You might want to rail against this information. That’s understandable because you’re not hearing the truth much through the vitriol. But it's time to deal honestly with the facts of the most important issue at hand right now — an ongoing global pandemic. The truth is powerful. It can prepare us to hunker down for the slog ahead, as safely as possible.
The good news, many of the best minds worldwide are working on developing an effective vaccine for COVID19. We have a better understanding of how the virus acts. Healthcare providers have more resources and are more knowledgeable about treatments for the very sick. But, it will be a long time before the world's population has been vaccinated and it's safe to go back to life as we knew it. We must exercise personal responsibility and do our part. Follow the science — wear masks, socially distance, wash hands, get tested, isolate if sick, quarantine if exposed — for as long as it takes. Don’t expect a jab in the arm for COVID19 in the next few months (but please get your flu shot to avoid the flu and minimize the confusion between the two illnesses). Do your best to keep each other safe and respect each other along the way.
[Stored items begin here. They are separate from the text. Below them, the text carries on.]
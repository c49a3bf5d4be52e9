//! Process-termination signal handling.

/// Wait for a termination signal and return its name.
#[cfg(unix)]
pub async fn wait_for_termination() -> &'static str {
    use tokio::signal::unix::{signal, SignalKind};

    let mut term = signal(SignalKind::terminate()).expect("failed to install SIGTERM handler");
    let mut int = signal(SignalKind::interrupt()).expect("failed to install SIGINT handler");

    tokio::select! {
        _ = term.recv() => "SIGTERM",
        _ = int.recv() => "SIGINT",
    }
}

#[cfg(not(unix))]
pub async fn wait_for_termination() -> &'static str {
    tokio::signal::ctrl_c().await.ok();
    "SIGINT"
}
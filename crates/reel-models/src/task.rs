//! Task record and lifecycle state machine.

use chrono::{DateTime, Utc};
use serde::{Deserialize, Serialize};
use std::fmt;
use thiserror::Error;
use uuid::Uuid;

use crate::spec::VideoSpec;

/// Unique identifier for a task.
#[derive(Debug, Clone, PartialEq, Eq, Hash, Serialize, Deserialize)]
#[serde(transparent)]
pub struct TaskId(pub String);

impl TaskId {
    /// Generate a new random task ID.
    pub fn new() -> Self {
        Self(Uuid::new_v4().to_string())
    }

    /// Create from an existing string.
    pub fn from_string(s: impl Into<String>) -> Self {
        Self(s.into())
    }

    /// Get the inner string.
    pub fn as_str(&self) -> &str {
        &self.0
    }
}

impl Default for TaskId {
    fn default() -> Self {
        Self::new()
    }
}

impl fmt::Display for TaskId {
    fn fmt(&self, f: &mut fmt::Formatter<'_>) -> fmt::Result {
        write!(f, "{}", self.0)
    }
}

/// Task lifecycle state.
#[derive(Debug, Clone, Copy, PartialEq, Eq, Hash, Serialize, Deserialize, Default)]
#[serde(rename_all = "snake_case")]
pub enum TaskState {
    /// Task is waiting to be picked up
    #[default]
    Queued,
    /// Task is being processed by a worker
    InProgress,
    /// Task finished successfully (terminal)
    Finished,
    /// Task failed (terminal)
    Failed,
}

impl TaskState {
    pub fn as_str(&self) -> &'static str {
        match self {
            TaskState::Queued => "queued",
            TaskState::InProgress => "in_progress",
            TaskState::Finished => "finished",
            TaskState::Failed => "failed",
        }
    }

    pub fn is_terminal(&self) -> bool {
        matches!(self, TaskState::Finished | TaskState::Failed)
    }
}

impl fmt::Display for TaskState {
    fn fmt(&self, f: &mut fmt::Formatter<'_>) -> fmt::Result {
        f.write_str(self.as_str())
    }
}

/// Error returned for illegal state transitions.
#[derive(Debug, Error, PartialEq, Eq)]
pub enum TaskStateError {
    #[error("task is already in terminal state {0}")]
    AlreadyTerminal(TaskState),
    #[error("invalid transition from {from} to {to}")]
    InvalidTransition { from: TaskState, to: TaskState },
}

/// Result payload of a finished task.
#[derive(Debug, Clone, Serialize, Deserialize)]
pub struct TaskResult {
    /// Public URL of the published video
    pub output_url: String,
    /// Local path of the final render on the worker host
    pub local_path: String,
    /// Final video duration in seconds
    pub duration: f64,
    /// Echoed post description from the payload
    #[serde(skip_serializing_if = "Option::is_none")]
    pub post_description: Option<String>,
}

/// A video-generation task.
#[derive(Debug, Clone, Serialize, Deserialize)]
pub struct Task {
    /// Unique task ID
    pub id: TaskId,

    /// Lifecycle state
    #[serde(default)]
    pub status: TaskState,

    /// Immutable video specification payload
    pub request: VideoSpec,

    /// Owner key used for credit operations
    pub user_api_key: String,

    /// Creation timestamp
    pub created_at: DateTime<Utc>,

    /// Last update timestamp
    pub updated_at: DateTime<Utc>,

    /// Set on the first transition into `in_progress` only
    #[serde(skip_serializing_if = "Option::is_none")]
    pub started_at: Option<DateTime<Utc>>,

    /// Set on the first transition into a terminal state only
    #[serde(skip_serializing_if = "Option::is_none")]
    pub finished_at: Option<DateTime<Utc>>,

    /// Result of a finished task
    #[serde(skip_serializing_if = "Option::is_none")]
    pub result: Option<TaskResult>,

    /// Human-readable error of a failed task
    #[serde(skip_serializing_if = "Option::is_none")]
    pub error: Option<String>,

    /// Link to full logs, set by an external executor
    #[serde(skip_serializing_if = "Option::is_none")]
    pub log_uri: Option<String>,
}

impl Task {
    /// Create a new queued task.
    pub fn new(id: TaskId, user_api_key: impl Into<String>, request: VideoSpec) -> Self {
        let now = Utc::now();
        Self {
            id,
            status: TaskState::Queued,
            request,
            user_api_key: user_api_key.into(),
            created_at: now,
            updated_at: now,
            started_at: None,
            finished_at: None,
            result: None,
            error: None,
            log_uri: None,
        }
    }

    /// Transition `queued -> in_progress`.
    ///
    /// `started_at` is write-once: it is only set on the first entry into
    /// `in_progress`.
    pub fn start(&mut self) -> Result<(), TaskStateError> {
        if self.status.is_terminal() {
            return Err(TaskStateError::AlreadyTerminal(self.status));
        }
        self.status = TaskState::InProgress;
        if self.started_at.is_none() {
            self.started_at = Some(Utc::now());
        }
        self.updated_at = Utc::now();
        Ok(())
    }

    /// Transition into `finished` with a result.
    pub fn finish(&mut self, result: TaskResult) -> Result<(), TaskStateError> {
        self.enter_terminal(TaskState::Finished)?;
        self.result = Some(result);
        Ok(())
    }

    /// Transition into `failed` with an error description.
    pub fn fail(&mut self, error: impl Into<String>) -> Result<(), TaskStateError> {
        self.enter_terminal(TaskState::Failed)?;
        self.error = Some(error.into());
        Ok(())
    }

    fn enter_terminal(&mut self, state: TaskState) -> Result<(), TaskStateError> {
        if self.status.is_terminal() {
            return Err(TaskStateError::AlreadyTerminal(self.status));
        }
        self.status = state;
        if self.finished_at.is_none() {
            self.finished_at = Some(Utc::now());
        }
        self.updated_at = Utc::now();
        Ok(())
    }

    /// Task age relative to `now`.
    pub fn age(&self, now: DateTime<Utc>) -> chrono::Duration {
        now - self.created_at
    }

    /// A task is stuck when it is non-terminal and older than the cutoff.
    pub fn is_stuck(&self, cutoff: DateTime<Utc>) -> bool {
        !self.status.is_terminal() && self.created_at < cutoff
    }
}

#[cfg(test)]
mod tests {
    use super::*;
    use crate::spec::VideoSpec;

    fn minimal_spec() -> VideoSpec {
        serde_json::from_value(serde_json::json!({
            "scenes": [{"type": "image", "image_url": "https://example.com/a.png", "duration": 5}],
            "output_filename": "out.mp4"
        }))
        .unwrap()
    }

    #[test]
    fn test_start_sets_started_at_once() {
        let mut task = Task::new(TaskId::new(), "key", minimal_spec());
        task.start().unwrap();
        let first = task.started_at.unwrap();

        // Re-entering in_progress must not move the timestamp.
        task.start().unwrap();
        assert_eq!(task.started_at.unwrap(), first);
    }

    #[test]
    fn test_terminal_states_are_sticky() {
        let mut task = Task::new(TaskId::new(), "key", minimal_spec());
        task.start().unwrap();
        task.fail("boom").unwrap();

        assert_eq!(
            task.start(),
            Err(TaskStateError::AlreadyTerminal(TaskState::Failed))
        );
        assert!(task
            .finish(TaskResult {
                output_url: "u".into(),
                local_path: "p".into(),
                duration: 5.0,
                post_description: None,
            })
            .is_err());
    }

    #[test]
    fn test_finished_at_written_once() {
        let mut task = Task::new(TaskId::new(), "key", minimal_spec());
        task.start().unwrap();
        task.finish(TaskResult {
            output_url: "u".into(),
            local_path: "p".into(),
            duration: 5.0,
            post_description: None,
        })
        .unwrap();

        let first = task.finished_at.unwrap();
        assert!(task.fail("late").is_err());
        assert_eq!(task.finished_at.unwrap(), first);
        assert_eq!(task.status, TaskState::Finished);
    }

    #[test]
    fn test_stuck_detection() {
        let mut task = Task::new(TaskId::new(), "key", minimal_spec());
        task.created_at = Utc::now() - chrono::Duration::minutes(45);
        let cutoff = Utc::now() - chrono::Duration::minutes(30);
        assert!(task.is_stuck(cutoff));

        task.start().unwrap();
        assert!(task.is_stuck(cutoff));

        task.fail("x").unwrap();
        assert!(!task.is_stuck(cutoff));
    }

    #[test]
    fn test_state_serde_round_trip() {
        let json = serde_json::to_string(&TaskState::InProgress).unwrap();
        assert_eq!(json, "\"in_progress\"");
        let state: TaskState = serde_json::from_str("\"finished\"").unwrap();
        assert!(state.is_terminal());
    }
}
//! Periodic reconciliation of stuck tasks plus operator notifications.

pub mod notifier;
pub mod reconciler;

pub use notifier::SlackNotifier;
pub use reconciler::{Reconciler, ReconcilerConfig, CycleReport};
//! Content-addressed artifact cache.
//!
//! Entries are individual JSON files in a cache directory, keyed by a
//! SHA-256 over `(operation, ordered args, provider)`. A value is either a
//! serialized result or a pinned path to an on-disk artifact; a pinned path
//! whose file has disappeared is treated as a miss and evicted on read.
//!
//! Cache errors are never fatal: callers fall through to recomputation.

use std::path::{Path, PathBuf};
use std::sync::atomic::{AtomicU64, Ordering};

use serde::{Deserialize, Serialize};
use sha2::{Digest, Sha256};
use thiserror::Error;
use tracing::{debug, warn};

pub type CacheResult<T> = Result<T, CacheError>;

#[derive(Debug, Error)]
pub enum CacheError {
    #[error("IO error: {0}")]
    Io(#[from] std::io::Error),

    #[error("serialization error: {0}")]
    Serde(#[from] serde_json::Error),
}

/// A cached value: an inline JSON result or a pinned artifact path.
#[derive(Debug, Clone, PartialEq, Serialize, Deserialize)]
#[serde(tag = "kind", rename_all = "snake_case")]
pub enum CacheValue {
    Json { value: serde_json::Value },
    Path { path: PathBuf },
}

impl CacheValue {
    pub fn path(path: impl Into<PathBuf>) -> Self {
        CacheValue::Path { path: path.into() }
    }

    pub fn json(value: serde_json::Value) -> Self {
        CacheValue::Json { value }
    }

    pub fn as_path(&self) -> Option<&Path> {
        match self {
            CacheValue::Path { path } => Some(path),
            CacheValue::Json { .. } => None,
        }
    }
}

/// Hit/miss counters, shared across threads.
#[derive(Debug, Default)]
struct CacheStats {
    hits: AtomicU64,
    misses: AtomicU64,
}

/// Snapshot of the cache statistics.
#[derive(Debug, Clone, Copy, PartialEq, Eq, Serialize)]
pub struct CacheStatsSnapshot {
    pub hits: u64,
    pub misses: u64,
}

/// Content-addressed cache over a directory of entry files.
#[derive(Debug)]
pub struct ArtifactCache {
    dir: PathBuf,
    stats: CacheStats,
}

impl ArtifactCache {
    /// Open (and create) a cache at the given directory.
    pub async fn open(dir: impl Into<PathBuf>) -> CacheResult<Self> {
        let dir = dir.into();
        tokio::fs::create_dir_all(&dir).await?;
        Ok(Self {
            dir,
            stats: CacheStats::default(),
        })
    }

    pub fn dir(&self) -> &Path {
        &self.dir
    }

    /// Derive a deterministic key from the operation name, its ordered
    /// arguments, and the provider tag. Each part is length-prefixed so that
    /// adjacent arguments cannot collide by concatenation.
    pub fn key(operation: &str, args: &[&str], provider: &str) -> String {
        let mut hasher = Sha256::new();
        for part in std::iter::once(operation)
            .chain(args.iter().copied())
            .chain(std::iter::once(provider))
        {
            hasher.update((part.len() as u64).to_be_bytes());
            hasher.update(part.as_bytes());
        }
        let digest = hasher.finalize();
        let mut out = String::with_capacity(64);
        for byte in digest {
            out.push_str(&format!("{:02x}", byte));
        }
        out
    }

    fn entry_path(&self, key: &str) -> PathBuf {
        self.dir.join(format!("{key}.json"))
    }

    /// Look up a key. Returns `None` on a miss, including the case where a
    /// pinned path no longer resolves (the stale entry is unlinked).
    pub async fn get(&self, key: &str) -> Option<CacheValue> {
        let path = self.entry_path(key);
        let bytes = match tokio::fs::read(&path).await {
            Ok(b) => b,
            Err(_) => {
                self.stats.misses.fetch_add(1, Ordering::Relaxed);
                return None;
            }
        };

        let value: CacheValue = match serde_json::from_slice(&bytes) {
            Ok(v) => v,
            Err(e) => {
                warn!(key, error = %e, "Unreadable cache entry, evicting");
                let _ = tokio::fs::remove_file(&path).await;
                self.stats.misses.fetch_add(1, Ordering::Relaxed);
                return None;
            }
        };

        if let CacheValue::Path { path: artifact } = &value {
            if !artifact.exists() {
                debug!(key, artifact = %artifact.display(), "Pinned file gone, evicting entry");
                let _ = tokio::fs::remove_file(&path).await;
                self.stats.misses.fetch_add(1, Ordering::Relaxed);
                return None;
            }
        }

        self.stats.hits.fetch_add(1, Ordering::Relaxed);
        Some(value)
    }

    /// Store a value for a key. Writes to a temp file in the cache directory
    /// and renames into place so concurrent readers never see a torn entry.
    pub async fn put(&self, key: &str, value: &CacheValue) -> CacheResult<()> {
        let bytes = serde_json::to_vec(value)?;
        let final_path = self.entry_path(key);
        let tmp_path = self.dir.join(format!("{key}.tmp"));

        tokio::fs::write(&tmp_path, &bytes).await?;
        tokio::fs::rename(&tmp_path, &final_path).await?;
        debug!(key, "Cached entry written");
        Ok(())
    }

    /// Best-effort recursive clear. Individual file errors are logged and
    /// skipped; the directory is recreated afterwards.
    pub async fn clear(&self) {
        let mut entries = match tokio::fs::read_dir(&self.dir).await {
            Ok(e) => e,
            Err(e) => {
                warn!(dir = %self.dir.display(), error = %e, "Failed to list cache directory");
                return;
            }
        };

        let mut removed = 0usize;
        while let Ok(Some(entry)) = entries.next_entry().await {
            let path = entry.path();
            let result = if path.is_dir() {
                tokio::fs::remove_dir_all(&path).await
            } else {
                tokio::fs::remove_file(&path).await
            };
            match result {
                Ok(()) => removed += 1,
                Err(e) => warn!(path = %path.display(), error = %e, "Failed to remove cache entry"),
            }
        }

        if let Err(e) = tokio::fs::create_dir_all(&self.dir).await {
            warn!(dir = %self.dir.display(), error = %e, "Failed to recreate cache directory");
        }
        debug!(removed, "Cache cleared");
    }

    pub fn stats(&self) -> CacheStatsSnapshot {
        CacheStatsSnapshot {
            hits: self.stats.hits.load(Ordering::Relaxed),
            misses: self.stats.misses.load(Ordering::Relaxed),
        }
    }
}

#[cfg(test)]
mod tests {
    use super::*;
    use tempfile::TempDir;

    async fn cache() -> (TempDir, ArtifactCache) {
        let dir = TempDir::new().unwrap();
        let cache = ArtifactCache::open(dir.path().join("cache")).await.unwrap();
        (dir, cache)
    }

    #[test]
    fn test_key_is_deterministic() {
        let a = ArtifactCache::key("narration", &["hello world", "none"], "elevenlabs");
        let b = ArtifactCache::key("narration", &["hello world", "none"], "elevenlabs");
        assert_eq!(a, b);
        assert_eq!(a.len(), 64);
    }

    #[test]
    fn test_key_separates_provider_and_args() {
        let primary = ArtifactCache::key("image", &["a cat"], "gemini");
        let fallback = ArtifactCache::key("image", &["a cat"], "openai");
        assert_ne!(primary, fallback);

        // Length prefixing prevents concatenation collisions.
        let ab = ArtifactCache::key("op", &["ab", "c"], "p");
        let a_bc = ArtifactCache::key("op", &["a", "bc"], "p");
        assert_ne!(ab, a_bc);
    }

    #[tokio::test]
    async fn test_put_get_round_trip() {
        let (_dir, cache) = cache().await;
        let key = ArtifactCache::key("op", &["x"], "p");

        assert!(cache.get(&key).await.is_none());
        cache
            .put(&key, &CacheValue::json(serde_json::json!({"n": 1})))
            .await
            .unwrap();

        let value = cache.get(&key).await.unwrap();
        assert_eq!(value, CacheValue::json(serde_json::json!({"n": 1})));

        let stats = cache.stats();
        assert_eq!(stats.hits, 1);
        assert_eq!(stats.misses, 1);
    }

    #[tokio::test]
    async fn test_stale_path_entry_is_evicted() {
        let (dir, cache) = cache().await;
        let key = ArtifactCache::key("op", &["y"], "p");

        let artifact = dir.path().join("artifact.mp3");
        tokio::fs::write(&artifact, b"data").await.unwrap();
        cache.put(&key, &CacheValue::path(&artifact)).await.unwrap();

        // Live file: hit.
        assert!(cache.get(&key).await.is_some());

        // Dead file: miss, and the entry itself is gone.
        tokio::fs::remove_file(&artifact).await.unwrap();
        assert!(cache.get(&key).await.is_none());
        assert!(!cache.dir().join(format!("{key}.json")).exists());
    }

    #[tokio::test]
    async fn test_clear_recreates_directory() {
        let (_dir, cache) = cache().await;
        let key = ArtifactCache::key("op", &["z"], "p");
        cache
            .put(&key, &CacheValue::json(serde_json::json!(1)))
            .await
            .unwrap();

        cache.clear().await;
        assert!(cache.dir().exists());
        assert!(cache.get(&key).await.is_none());
    }

    #[tokio::test]
    async fn test_corrupt_entry_is_a_miss() {
        let (_dir, cache) = cache().await;
        let key = ArtifactCache::key("op", &["w"], "p");
        tokio::fs::write(cache.dir().join(format!("{key}.json")), b"not json")
            .await
            .unwrap();
        assert!(cache.get(&key).await.is_none());
    }
}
By adhering to these public health best practices and aggressively conducting diagnostic and surveillance testing, we can limit and isolate pockets of infection. This can hold back transmission rates and save lives. Also we can boost the economy by avoiding national lockdowns and massive restrictive movements. More businesses and schools can stay open. It’s a win-win-win — improved physical, psychological, and financial health.
We’ve got to dig deep, pull together, and use the tools we have at hand. They are considerable: sound science and human will.